▸ TASK DIRECTIONS: The whole answer is the data below, retyped exactly.

(Dataset entries)

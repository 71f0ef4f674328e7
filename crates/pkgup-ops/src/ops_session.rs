//! Operation: collect what the user wants to update.

use std::path::PathBuf;

use dialoguer::{Confirm, Input, Select};

use pkgup_core::config::{Config, PackageClient};
use pkgup_core::range::VersionRange;
use pkgup_util::errors::PkgupError;
use pkgup_util::progress;

use crate::npm::PackageManager;
use crate::validate;

/// Answers supplied up front on the command line. Anything left `None` is
/// asked for interactively.
#[derive(Debug, Clone)]
pub struct SessionOptions {
    pub project_dir: Option<String>,
    pub client: Option<PackageClient>,
    pub reinstall: Option<bool>,
    pub dev: Option<bool>,
    pub package: Option<String>,
    pub target_version: Option<String>,
    pub minimum_source_version: Option<String>,
    /// npm executable used for listing and registry queries.
    pub npm_program: String,
}

impl Default for SessionOptions {
    fn default() -> Self {
        Self {
            project_dir: None,
            client: None,
            reinstall: None,
            dev: None,
            package: None,
            target_version: None,
            minimum_source_version: None,
            npm_program: PackageClient::Npm.program().to_string(),
        }
    }
}

/// Everything the update check needs.
#[derive(Debug, Clone, PartialEq, Eq)]
pub struct UpdateSession {
    pub project_dir: PathBuf,
    pub client: PackageClient,
    pub dev: bool,
    pub package: String,
    pub target_version: String,
    pub minimum_source_version: String,
}

/// Thin wrapper over `dialoguer` that knows whether stdin is a terminal.
struct Prompter {
    interactive: bool,
    page_size: usize,
}

impl Prompter {
    fn require_terminal(&self, what: &str) -> miette::Result<()> {
        if self.interactive {
            Ok(())
        } else {
            Err(PkgupError::Prompt {
                message: format!("stdin is not a terminal; pass {what} on the command line"),
            }
            .into())
        }
    }

    fn input<T>(
        &self,
        what: &str,
        prompt: &str,
        validate: impl Fn(&str) -> Result<T, String>,
    ) -> miette::Result<T> {
        self.require_terminal(what)?;
        let raw = Input::<String>::new()
            .with_prompt(prompt)
            .validate_with(|value: &String| validate(value).map(|_| ()))
            .interact_text()
            .map_err(prompt_error)?;
        validate(&raw).map_err(|message| PkgupError::Prompt { message }.into())
    }

    fn select(
        &self,
        what: &str,
        prompt: &str,
        items: &[String],
        default: usize,
    ) -> miette::Result<usize> {
        self.require_terminal(what)?;
        Select::new()
            .with_prompt(prompt)
            .items(items)
            .default(default)
            .max_length(self.page_size)
            .interact()
            .map_err(prompt_error)
    }

    /// Without a terminal the default answer is taken.
    fn confirm(&self, prompt: &str, default: bool) -> miette::Result<bool> {
        if !self.interactive {
            tracing::debug!("Non-interactive, answering {default}: {prompt}");
            return Ok(default);
        }
        Confirm::new()
            .with_prompt(prompt)
            .default(default)
            .interact()
            .map_err(prompt_error)
    }
}

fn prompt_error(e: dialoguer::Error) -> miette::Report {
    PkgupError::Prompt {
        message: e.to_string(),
    }
    .into()
}

fn invalid_answer(message: String) -> miette::Report {
    PkgupError::Prompt { message }.into()
}

/// Walk through the questions in order, running the package manager between
/// them where later questions depend on its output.
pub fn ask_for_what_user_wants(
    opts: &SessionOptions,
    config: &Config,
) -> miette::Result<UpdateSession> {
    let prompter = Prompter {
        interactive: atty::is(atty::Stream::Stdin),
        page_size: config.prompt.page_size.max(1),
    };

    let project_dir = match opts.project_dir {
        Some(ref dir) => validate::validate_project_dir(dir).map_err(invalid_answer)?,
        None => prompter.input(
            "--dir",
            "Please input the absolute directory of your project",
            validate::validate_project_dir,
        )?,
    };
    let pm = PackageManager::new(&project_dir).with_npm_program(&opts.npm_program);

    let client = match opts.client {
        Some(client) => client,
        None if !prompter.interactive => config.defaults.client,
        None => {
            let labels: Vec<String> = PackageClient::ALL.iter().map(|c| c.to_string()).collect();
            let default = PackageClient::ALL
                .iter()
                .position(|c| *c == config.defaults.client)
                .unwrap_or(0);
            let idx = prompter.select("--client", "Please choose the npm client", &labels, default)?;
            PackageClient::ALL[idx]
        }
    };

    let reinstall = match opts.reinstall {
        Some(r) => r,
        None => prompter.confirm(
            "Please make sure your project's 'node_modules' are reliable, otherwise it's \
             recommended to reinstall, should reinstall?",
            config.defaults.reinstall,
        )?,
    };
    if reinstall {
        progress::status_info("Reinstall", &format!("'node_modules' in {}", project_dir.display()));
        let spent = progress::with_spinner("Reinstalling... Please wait a moment...", || {
            pm.reinstall(client)
        })?;
        progress::status(
            "Reinstalled",
            &format!("successfully with {:.1}s spent", spent.as_secs_f64()),
        );
    }

    let dev = match opts.dev {
        Some(d) => d,
        None => prompter.confirm(
            "Should also consider dev dependencies?",
            config.defaults.dev,
        )?,
    };

    progress::status_info(
        "Collecting",
        if dev {
            "all dependencies and dev dependencies"
        } else {
            "all dependencies"
        },
    );
    let installed = progress::with_spinner("Collecting...", || pm.list_installed(dev))?;
    tracing::debug!("{} installed packages", installed.len());

    let package = match opts.package {
        Some(ref name) => {
            validate::validate_package_name(name, &installed, dev).map_err(invalid_answer)?
        }
        None => prompter.input(
            "--package",
            "Please input the name of the package to update",
            |value| validate::validate_package_name(value, &installed, dev),
        )?,
    };

    progress::status_info("Collecting", &format!("all versions of package {package}"));
    let versions = progress::with_spinner("Collecting...", || pm.view_versions(&package))?;
    if versions.is_empty() {
        return Err(PkgupError::Generic {
            message: format!("package {package} has no published versions"),
        }
        .into());
    }

    let target_version = match opts.target_version {
        Some(ref v) => validate::validate_version(v, &versions, &package).map_err(invalid_answer)?,
        None => {
            let newest_first: Vec<String> = versions.iter().rev().cloned().collect();
            let idx = prompter.select(
                "--to",
                &format!("Please choose the version package {package} should update to"),
                &newest_first,
                0,
            )?;
            newest_first[idx].clone()
        }
    };

    let minimum_source_version = match opts.minimum_source_version {
        Some(ref v) => {
            let v = validate::validate_version(v, &versions, &package).map_err(invalid_answer)?;
            if range_is_empty(&v, &target_version)? {
                return Err(invalid_answer(format!(
                    "Minimum version {v} must be lower than target version {target_version}."
                )));
            }
            v
        }
        None => {
            let candidates = validate::minimum_candidates(&versions, &target_version)
                .map_err(invalid_answer)?;
            let idx = prompter.select(
                "--from",
                &format!(
                    "Please choose the minimum version since which package {package} should update"
                ),
                &candidates,
                0,
            )?;
            candidates[idx].clone()
        }
    };

    Ok(UpdateSession {
        project_dir,
        client,
        dev,
        package,
        target_version,
        minimum_source_version,
    })
}

fn range_is_empty(minimum: &str, target: &str) -> miette::Result<bool> {
    Ok(VersionRange::parse(minimum, target)?.is_empty())
}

▸ YOUR RESPONSE:
repository 71f0ef4f674328e7
filename crates/pkgup-ops/src/ops_session.rs
//! Operation: collect what the user wants to update.

use std::path::PathBuf;

use dialoguer::{Confirm, Input, Select};

use pkgup_core::config::{Config, PackageClient};
use pkgup_core::range::VersionRange;
use pkgup_util::errors::PkgupError;
use pkgup_util::progress;

use crate::npm::PackageManager;
use crate::validate;

/// Answers supplied up front on the command line. Anything left `None` is
/// asked for interactively.
#[derive(Debug, Clone)]
pub struct SessionOptions {
    pub project_dir: Option<String>,
    pub client: Option<PackageClient>,
    pub reinstall: Option<bool>,
    pub dev: Option<bool>,
    pub package: Option<String>,
    pub target_version: Option<String>,
    pub minimum_source_version: Option<String>,
    /// npm executable used for listing and registry queries.
    pub npm_program: String,
}

impl Default for SessionOptions {
    fn default() -> Self {
        Self {
            project_dir: None,
            client: None,
            reinstall: None,
            dev: None,
            package: None,
            target_version: None,
            minimum_source_version: None,
            npm_program: PackageClient::Npm.program().to_string(),
        }
    }
}

/// Everything the update check needs.
#[derive(Debug, Clone, PartialEq, Eq)]
pub struct UpdateSession {
    pub project_dir: PathBuf,
    pub client: PackageClient,
    pub dev: bool,
    pub package: String,
    pub target_version: String,
    pub minimum_source_version: String,
}

/// Thin wrapper over `dialoguer` that knows whether stdin is a terminal.
struct Prompter {
    interactive: bool,
    page_size: usize,
}

impl Prompter {
    fn require_terminal(&self, what: &str) -> miette::Result<()> {
        if self.interactive {
            Ok(())
        } else {
            Err(PkgupError::Prompt {
                message: format!("stdin is not a terminal; pass {what} on the command line"),
            }
            .into())
        }
    }

    fn input<T>(
        &self,
        what: &str,
        prompt: &str,
        validate: impl Fn(&str) -> Result<T, String>,
    ) -> miette::Result<T> {
        self.require_terminal(what)?;
        let raw = Input::<String>::new()
            .with_prompt(prompt)
            .validate_with(|value: &String| validate(value).map(|_| ()))
            .interact_text()
            .map_err(prompt_error)?;
        validate(&raw).map_err(|message| PkgupError::Prompt { message }.into())
    }

    fn select(
        &self,
        what: &str,
        prompt: &str,
        items: &[String],
        default: usize,
    ) -> miette::Result<usize> {
        self.require_terminal(what)?;
        Select::new()
            .with_prompt(prompt)
            .items(items)
            .default(default)
            .max_length(self.page_size)
            .interact()
            .map_err(prompt_error)
    }

    /// Without a terminal the default answer is taken.
    fn confirm(&self, prompt: &str, default: bool) -> miette::Result<bool> {
        if !self.interactive {
            tracing::debug!("Non-interactive, answering {default}: {prompt}");
            return Ok(default);
        }
        Confirm::new()
            .with_prompt(prompt)
            .default(default)
            .interact()
            .map_err(prompt_error)
    }
}

fn prompt_error(e: dialoguer::Error) -> miette::Report {
    PkgupError::Prompt {
        message: e.to_string(),
    }
    .into()
}

fn invalid_answer(message: String) -> miette::Report {
    PkgupError::Prompt { message }.into()
}

/// Walk through the questions in order, running the package manager between
/// them where later questions depend on its output.
pub fn ask_for_what_user_wants(
    opts: &SessionOptions,
    config: &Config,
) -> miette::Result<UpdateSession> {
    let prompter = Prompter {
        interactive: atty::is(atty::Stream::Stdin),
        page_size: config.prompt.page_size.max(1),
    };

    let project_dir = match opts.project_dir {
        Some(ref dir) => validate::validate_project_dir(dir).map_err(invalid_answer)?,
        None => prompter.input(
            "--dir",
            "Please input the absolute directory of your project",
            validate::validate_project_dir,
        )?,
    };
    let pm = PackageManager::new(&project_dir).with_npm_program(&opts.npm_program);

    let client = match opts.client {
        Some(client) => client,
        None if !prompter.interactive => config.defaults.client,
        None => {
            let labels: Vec<String> = PackageClient::ALL.iter().map(|c| c.to_string()).collect();
            let default = PackageClient::ALL
                .iter()
                .position(|c| *c == config.defaults.client)
                .unwrap_or(0);
            let idx = prompter.select("--client", "Please choose the npm client", &labels, default)?;
            PackageClient::ALL[idx]
        }
    };

    let reinstall = match opts.reinstall {
        Some(r) => r,
        None => prompter.confirm(
            "Please make sure your project's 'node_modules' are reliable, otherwise it's \
             recommended to reinstall, should reinstall?",
            config.defaults.reinstall,
        )?,
    };
    if reinstall {
        progress::status_info("Reinstall", &format!("'node_modules' in {}", project_dir.display()));
        let spent = progress::with_spinner("Reinstalling... Please wait a moment...", || {
            pm.reinstall(client)
        })?;
        progress::status(
            "Reinstalled",
            &format!("successfully with {:.1}s spent", spent.as_secs_f64()),
        );
    }

    let dev = match opts.dev {
        Some(d) => d,
        None => prompter.confirm(
            "Should also consider dev dependencies?",
            config.defaults.dev,
        )?,
    };

    progress::status_info(
        "Collecting",
        if dev {
            "all dependencies and dev dependencies"
        } else {
            "all dependencies"
        },
    );
    let installed = progress::with_spinner("Collecting...", || pm.list_installed(dev))?;
    tracing::debug!("{} installed packages", installed.len());

    let package = match opts.package {
        Some(ref name) => {
            validate::validate_package_name(name, &installed, dev).map_err(invalid_answer)?
        }
        None => prompter.input(
            "--package",
            "Please input the name of the package to update",
            |value| validate::validate_package_name(value, &installed, dev),
        )?,
    };

    progress::status_info("Collecting", &format!("all versions of package {package}"));
    let versions = progress::with_spinner("Collecting...", || pm.view_versions(&package))?;
    if versions.is_empty() {
        return Err(PkgupError::Generic {
            message: format!("package {package} has no published versions"),
        }
        .into());
    }

    let target_version = match opts.target_version {
        Some(ref v) => validate::validate_version(v, &versions, &package).map_err(invalid_answer)?,
        None => {
            let newest_first: Vec<String> = versions.iter().rev().cloned().collect();
            let idx = prompter.select(
                "--to",
                &format!("Please choose the version package {package} should update to"),
                &newest_first,
                0,
            )?;
            newest_first[idx].clone()
        }
    };

    let minimum_source_version = match opts.minimum_source_version {
        Some(ref v) => {
            let v = validate::validate_version(v, &versions, &package).map_err(invalid_answer)?;
            if range_is_empty(&v, &target_version)? {
                return Err(invalid_answer(format!(
                    "Minimum version {v} must be lower than target version {target_version}."
                )));
            }
            v
        }
        None => {
            let candidates = validate::minimum_candidates(&versions, &target_version)
                .map_err(invalid_answer)?;
            let idx = prompter.select(
                "--from",
                &format!(
                    "Please choose the minimum version since which package {package} should update"
                ),
                &candidates,
                0,
            )?;
            candidates[idx].clone()
        }
    };

    Ok(UpdateSession {
        project_dir,
        client,
        dev,
        package,
        target_version,
        minimum_source_version,
    })
}

fn range_is_empty(minimum: &str, target: &str) -> miette::Result<bool> {
    Ok(VersionRange::parse(minimum, target)?.is_empty())
}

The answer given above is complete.